If you lead physician recruitment today, you do not need another reminder that the market is tight. You live it. You are carrying heavier search loads, covering harder specialties, navigating tighter budgets, and trying to maintain a candidate experience that still feels human in a process that has become increasingly complex.
Time to fill is stretching. That is not a controversial statement. What is controversial is what many organizations do next. Too often, leadership sees longer time to fill and assumes recruiting is underperforming. Then the organization responds by pushing recruiters to move faster, adding pressure without changing the system, and measuring success with a single number that does not explain what is actually happening.
I want to make a simple point. Longer time to fill is frequently a signal, not a failure.
The physician workforce shortage has not gone away. National projections continue to show a meaningful gap between physician supply and patient demand over the next decade. When supply stays constrained and demand stays high, the hiring cycle does not magically compress. It becomes more competitive. It becomes more selective. It becomes more sensitive to process friction and misalignment.
At the same time, internal recruitment teams are being asked to do more with less. Industry benchmarking shows that organizations are running a high number of active searches and that recruiters are often responsible for dozens of searches at a time. That matters because workload is not just a staffing issue. It is a cycle time issue. When capacity does not scale with demand, timelines expand, even when recruiters are doing everything right.
This is where the slowdown becomes structural.
In my conversations with in house leaders, I see three forces driving time to fill longer across specialties and geographies.
First, recruiter capacity is not aligned to the workload reality. Many organizations have reduced recruitment staff or have not replaced vacancies while search volume remains high. The result is predictable. Recruiters spend more time triaging, less time building specialty depth, and less time creating proactive pipelines. The organization stays reactive, and reactive systems are slower by design.
Second, physician decision making has changed. Physicians are evaluating opportunities more deliberately. Compensation matters, but it is not the only lever. Work life balance, schedule sustainability, RVU structure and predictability, team support, leadership access, autonomy, and culture are now central to how physicians decide where they can practice and thrive long term. When those factors are not clear early, candidates slow down, ask more questions, or disengage. That is not indecision. That is risk management.
Third, internal friction is now the most expensive delay in the process. Many organizations are losing time in the same places repeatedly. Interview scheduling bottlenecks. Unclear decision ownership. Slow feedback loops. Approval cycles that stall offers. When those moments drag out, the market punishes you. Not because your recruiters are not working hard, but because the system is not designed for high velocity decision making.
Here is the part leadership needs to hear clearly. Time to fill is not just a recruiting metric anymore. It is a revenue metric. It is an access metric. It is a community trust metric.

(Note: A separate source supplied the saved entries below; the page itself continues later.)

//! Adaptive elimination loop.
//!
//! Each round the current guess is checked against the puzzle, the candidate set is cut
//! down to the words that agree with the observed feedback, and the remaining candidates
//! are ranked against themselves to pick the next guess. The loop ends when the puzzle is
//! solved, when no candidate is left, or when the attempt budget runs out.

use crate::error::{Result, WordleError};
use crate::feedback::FeedbackCode;
use crate::ranker::{self, GuessAnalysis};
use crate::word::{CandidateSet, Word};
use crate::DEFAULT_MAX_ATTEMPTS;
use rayon::prelude::*;
use std::collections::BTreeMap;

/// Knobs for a single solve.
#[derive(Debug, Clone, Copy, PartialEq, Eq)]
pub struct SolverConfig {
    /// Maximum number of guesses before giving up. Must be at least 1.
    pub max_attempts: usize,
}

impl Default for SolverConfig {
    fn default() -> Self {
        Self {
            max_attempts: DEFAULT_MAX_ATTEMPTS,
        }
    }
}

impl SolverConfig {
    pub fn with_max_attempts(max_attempts: usize) -> Self {
        Self { max_attempts }
    }
}

#[derive(Debug, Clone, Copy, PartialEq, Eq)]
pub enum LoopState {
    AwaitingGuess,
    Evaluating,
    Filtering,
    Solved,
    Exhausted,
}

/// Why a solve stopped without finding the answer.
#[derive(Debug, Clone, Copy, PartialEq, Eq)]
pub enum Exhaustion {
    /// Filtering removed every word: the target is not in the universe, or the feedback
    /// supplied was inconsistent.
    NoCandidatesRemain,
    /// Every allowed guess was used.
    AttemptLimitReached,
}

/// Final result of a solve.
#[derive(Debug, Clone, Copy, PartialEq, Eq)]
pub enum Outcome {
    Solved { attempts: usize },
    Exhausted(Exhaustion),
}

impl Outcome {
    pub fn is_solved(self) -> bool {
        matches!(self, Outcome::Solved { .. })
    }

    pub fn attempts(self) -> Option<usize> {
        match self {
            Outcome::Solved { attempts } => Some(attempts),
            Outcome::Exhausted(_) => None,
        }
    }
}

/// One guess and the feedback it got.
#[derive(Debug, Clone, PartialEq, Eq)]
pub struct Round {
    /// 1-based round number
    pub number: usize,
    pub guess: Word,
    pub code: FeedbackCode,
    /// Candidates that were still possible when the guess was made
    pub candidates: usize,
}

/// State machine for one puzzle attempt.
///
/// Drive it with [`EliminationLoop::observe`] when feedback comes from outside (a person
/// playing the real puzzle), or with [`EliminationLoop::run`] when a feedback function is
/// available.
#[derive(Debug, Clone)]
pub struct EliminationLoop {
    candidates: CandidateSet,
    current_guess: Word,
    max_attempts: usize,
    state: LoopState,
    rounds: Vec<Round>,
    outcome: Option<Outcome>,
}

impl EliminationLoop {
    pub fn new(universe: &CandidateSet, opening_guess: Word, config: SolverConfig) -> Result<Self> {
        if universe.is_empty() {
            return Err(WordleError::EmptyUniverse);
        }
        if config.max_attempts == 0 {
            return Err(WordleError::InvalidAttemptBudget);
        }
        opening_guess.expect_length(universe.word_length())?;

        Ok(Self {
            candidates: universe.clone(),
            current_guess: opening_guess,
            max_attempts: config.max_attempts,
            state: LoopState::AwaitingGuess,
            rounds: Vec::new(),
            outcome: None,
        })
    }

    pub fn state(&self) -> LoopState {
        self.state
    }

    /// The guess to play next, or `None` once the loop has finished.
    pub fn current_guess(&self) -> Option<&Word> {
        match self.state {
            LoopState::Solved | LoopState::Exhausted => None,
            _ => Some(&self.current_guess),
        }
    }

    pub fn candidates(&self) -> &CandidateSet {
        &self.candidates
    }

    pub fn remaining_count(&self) -> usize {
        self.candidates.len()
    }

    pub fn rounds(&self) -> &[Round] {
        &self.rounds
    }

    pub fn outcome(&self) -> Option<Outcome> {
        self.outcome
    }

    /// Feed the feedback code the current guess received.
    ///
    /// Returns `Some(outcome)` when this round ended the loop. Calling it again after the
    /// loop has finished changes nothing and returns the same outcome.
    pub fn observe(&mut self, code: FeedbackCode) -> Result<Option<Outcome>> {
        if self.outcome.is_some() {
            return Ok(self.outcome);
        }

        let word_length = self.candidates.word_length();
        if !code.fits(word_length) {
            return Err(WordleError::InvalidFeedback {
                code: code.value(),
                word_length,
            });
        }

        self.state = LoopState::Evaluating;
        let guess = self.current_guess.clone();
        let number = self.rounds.len() + 1;
        self.rounds.push(Round {
            number,
            guess: guess.clone(),
            code,
            candidates: self.candidates.len(),
        });

        if code.is_solved(word_length) {
            log::debug!("solved with '{}' in {} rounds", guess, number);
            return Ok(Some(self.finish(Outcome::Solved { attempts: number })));
        }

        self.state = LoopState::Filtering;
        let before = self.candidates.len();
        self.candidates.retain_matching(&guess, code)?;
        log::debug!(
            "round {}: '{}' scored {}, {} of {} candidates left",
            number,
            guess,
            code,
            self.candidates.len(),
            before
        );

        if self.candidates.is_empty() {
            return Ok(Some(
                self.finish(Outcome::Exhausted(Exhaustion::NoCandidatesRemain)),
            ));
        }
        if number >= self.max_attempts {
            return Ok(Some(
                self.finish(Outcome::Exhausted(Exhaustion::AttemptLimitReached)),
            ));
        }

        let next = ranker::rank_candidates(&self.candidates)?
            .into_iter()
            .next()
            .ok_or(WordleError::EmptyCandidateSet)?;
        self.current_guess = next.word;
        self.state = LoopState::AwaitingGuess;
        Ok(None)
    }

    /// Play rounds until the loop finishes, asking `feedback` for each guess's code and
    /// reporting every round to `on_round`.
    pub fn run<F, O>(&mut self, mut feedback: F, mut on_round: O) -> Result<Outcome>
    where
        F: FnMut(&Word) -> Result<FeedbackCode>,
        O: FnMut(&Round),
    {
        loop {
            if let Some(outcome) = self.outcome {
                return Ok(outcome);
            }
            let code = feedback(&self.current_guess)?;
            let finished = self.observe(code)?;
            if let Some(round) = self.rounds.last() {
                on_round(round);
            }
            if let Some(outcome) = finished {
                return Ok(outcome);
            }
        }
    }

    fn finish(&mut self, outcome: Outcome) -> Outcome {
        self.state = match outcome {
            Outcome::Solved { .. } => LoopState::Solved,
            Outcome::Exhausted(reason) => {
                log::debug!("gave up after {} rounds: {:?}", self.rounds.len(), reason);
                LoopState::Exhausted
            }
        };
        self.outcome = Some(outcome);
        outcome
    }
}

/// Solve a puzzle knowing the target word (for testing/benchmarking).
pub fn solve(
    target: &Word,
    universe: &CandidateSet,
    opening_guess: &Word,
    max_attempts: usize,
) -> Result<Outcome> {
    solve_with_observer(
        target,
        universe,
        opening_guess,
        SolverConfig::with_max_attempts(max_attempts),
        |_| {},
    )
}

/// [`solve`], reporting each round to `on_round` as it is played.
pub fn solve_with_observer<O>(
    target: &Word,
    universe: &CandidateSet,
    opening_guess: &Word,
    config: SolverConfig,
    on_round: O,
) -> Result<Outcome>
where
    O: FnMut(&Round),
{
    target.expect_length(universe.word_length())?;
    let mut game = EliminationLoop::new(universe, opening_guess.clone(), config)?;
    game.run(|guess| FeedbackCode::encode(guess, target), on_round)
}

/// The highest-entropy opening guess over the whole universe.
pub fn best_opening(universe: &CandidateSet) -> Result<GuessAnalysis> {
    ranker::rank_candidates(universe)?
        .into_iter()
        .next()
        .ok_or(WordleError::EmptyUniverse)
}

/// Outcome counts from solving every word of a universe with one fixed opening.
#[derive(Debug, Clone, Default, PartialEq, Eq)]
pub struct BenchmarkReport {
    /// `(attempts, count)` for solved targets, ascending by attempts
    pub distribution: Vec<(usize, usize)>,
    pub no_candidates: usize,
    pub attempt_limit: usize,
}

impl BenchmarkReport {
    pub fn solved(&self) -> usize {
        self.distribution.iter().map(|(_, count)| count).sum()
    }

    pub fn total(&self) -> usize {
        self.solved() + self.no_candidates + self.attempt_limit
    }

    /// Mean attempts over solved targets, `None` if nothing was solved.
    pub fn average_attempts(&self) -> Option<f64> {
        let solved = self.solved();
        if solved == 0 {
            return None;
        }
        let total_guesses: usize = self.distribution.iter().map(|(g, c)| g * c).sum();
        Some(total_guesses as f64 / solved as f64)
    }
}

/// Solve for every word in `universe` in parallel.
pub fn benchmark(
    universe: &CandidateSet,
    opening_guess: &Word,
    config: SolverConfig,
) -> Result<BenchmarkReport> {
    let outcomes = universe
        .words()
        .par_iter()
        .map(|target| {
            solve_with_observer(target, universe, opening_guess, config, |_| {})
        })
        .collect::<Result<Vec<_>>>()?;

    let mut counts: BTreeMap<usize, usize> = BTreeMap::new();
    let mut report = BenchmarkReport::default();
    for outcome in outcomes {
        match outcome {
            Outcome::Solved { attempts } => *counts.entry(attempts).or_default() += 1,
            Outcome::Exhausted(Exhaustion::NoCandidatesRemain) => report.no_candidates += 1,
            Outcome::Exhausted(Exhaustion::AttemptLimitReached) => report.attempt_limit += 1,
        }
    }

    report.distribution = counts.into_iter().collect();
    Ok(report)
}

Every unfilled provider role impacts patient access. It impacts service line performance. It impacts provider workload and burnout. It increases reliance on short term coverage and adds pressure across the system. That is why the right question is not How do we push recruiting to move faster. The right question is Are we operating a recruitment system that is engineered for the market we are in.
If you want a practical starting point, it is this. Stop treating time to fill as the only story. Build visibility into the stages of your process.
Leaders manage what they can see. Most organizations can tell you their total time to fill, but they cannot tell you where time is being lost inside the process. That is like trying to manage a business with only a monthly revenue number and no visibility into pipeline, conversion, or operational bottlenecks.
Stage visibility changes the conversation. It allows you to separate market reality from internal friction. It allows you to protect the recruitment team from being blamed for delays caused by slow interview scheduling or delayed approvals. It allows you to take action where you actually have control.
Time to fill is a lagging indicator. If you want to improve it, you need leading indicators and process timing that show you what is happening now, not what already happened.
The slowdown is real. But in many organizations, it is not evidence that recruiting is failing. It is evidence that the market has changed, workloads have increased, and internal systems have not evolved quickly enough to keep up.